4.Examine the areas of code the profiler highlighted as being likely problem areas. Modify the worst of these in a way you hope will improve matters.
5.Measure throughput/response time/whatever in the test rig on a release build including these modifications, without the profiler attached. Compare with results from (2). If things got better, great. If not, back out the changes.
6.If it's not fast enough yet, repeat from (3) as necessary.
The crucial part of this is that you are measuring before and after figures outside of the profiler.
For contrast, here's the thing you absolutely don't want to do:
1.Run tiny little fake program showing some small code technique in debugger.
2.Look at the lines that light up red (or whatever) in your profiler.
3.Tweak those lines.
4.Goto 1.
This is WRONG WRONG WRONG.
But it's what a lot of people do because it's way easier than the previous set of instructions.
Sadly, it's often pointless. In particular, you never have any way of knowing whether you've achieved anything useful, because you're never taking any realistic measurements. You're just playing an abstract kind of computer game: move the red lines around in the profiler. And while this can be fun, it's not terribly useful - you may as well be playing Tetris.
The single most important point to understand about profilers is THEY CHANGE THE PERFORMANCE OF YOUR CODE. This is a form of the age-old observer's paradox - by measuring something we change it. That's a fundamental problem of course - the first set of instructions I set out are also subject to the same problem... But the thing about profilers is they often change things quite radically, sometimes to the extent that there's no recognizable relationship between the performance characteristics when running in the profiler, and the performance characteristics when running outside the profiler.
(This problem is particularly bad with intrusive profilers. It's not so bad with sampling profilers, although those have their own set of problems. Unfortunately most of the popular .NET profilers seem to be intrusive ones. This is probably because .NET makes those really easy to write.)

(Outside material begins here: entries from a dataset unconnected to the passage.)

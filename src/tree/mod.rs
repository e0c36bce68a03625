//! Category/shape tree kept in sync with an image's flat shape list.
//!
//! The editor displays the shapes of one image as a tree whose levels
//! strictly alternate between category groups and shapes:
//!
//! ```text
//! root
//! ├── car            (category group)
//! │   ├── car 1      (shape)
//! │   │   └── wheel  (category group)
//! │   │       ├── wheel 1
//! │   │       └── wheel 2
//! │   └── car 2
//! └── person
//!     └── person 1
//! ```
//!
//! A category group exists under a parent exactly as long as at least one
//! shape of that category is attached there. Shapes within a group carry a
//! 1-based positional id with no gaps.
//!
//! Nodes live in a slot arena addressed by [`NodeId`]. Each id carries a
//! generation, so an id kept across a removal is rejected instead of
//! silently resolving to whatever reused the slot.

use std::fmt;

use thiserror::Error;

use crate::model::{BoundingShapeData, CategoryId, ImageAnnotation, Shape};

/// Handle to a node of an [`AnnotationTree`].
#[derive(Clone, Copy, PartialEq, Eq, PartialOrd, Ord, Hash)]
pub struct NodeId {
    index: u32,
    generation: u32,
}

impl fmt::Debug for NodeId {
    fn fmt(&self, f: &mut fmt::Formatter<'_>) -> fmt::Result {
        write!(f, "NodeId({}v{})", self.index, self.generation)
    }
}

impl fmt::Display for NodeId {
    fn fmt(&self, f: &mut fmt::Formatter<'_>) -> fmt::Result {
        write!(f, "{}", self.index)
    }
}

/// Errors from tree operations.
#[derive(Clone, Debug, PartialEq, Eq, Error)]
pub enum TreeError {
    #[error("node {0} does not exist (removed or from another tree)")]
    StaleNode(NodeId),

    #[error("shapes can only be inserted under the root or a shape, not under a {kind} node")]
    InvalidParent { node: NodeId, kind: &'static str },

    #[error("node {0} is not a shape node")]
    NotAShape(NodeId),
}

/// A shape as stored in the tree, without its parts (those are child nodes).
#[derive(Clone, Debug, PartialEq)]
pub struct ShapeNode {
    pub category: CategoryId,
    pub shape: Shape,
    /// 1-based position among the shapes of the same category group.
    pub sibling_id: usize,
    sequence: u64,
}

So you want your final definitive measurements - the measurements you use to answer the question "Did I just make things better or worse?" - to make as little difference to how the code runs as possible. This means not using the profiler to do that measurement.
Ideally you will instrument your code so this definitive measurement instrumentation is in place all the time. (This is a good idea in any server-based app. It has pros and cons in a client-side app.) This more or less solves the observer problem: if you're always observing your system's performance, even in production, you're not changing anything by observing. Observation is normal, and always on.
This means you want these definitive measurements to be as non-intrusive as possible, so they'll be pretty high-level stuff - e.g. "How long did it take that window to open? How many requests am I handling a second? What's the average time between receiving a request and sending a response." Profilers work at a much lower level of detail - how long did that method take? How many times have we run this line? It's that level of detail that is both their strength and their weakness - it helps you find the slowest code, but it's also the reason they're so intrusive and distorting.
The profiler is there to give you a good idea of where to start looking. It's not a useful tool for providing good measurements of what effect your changes are having.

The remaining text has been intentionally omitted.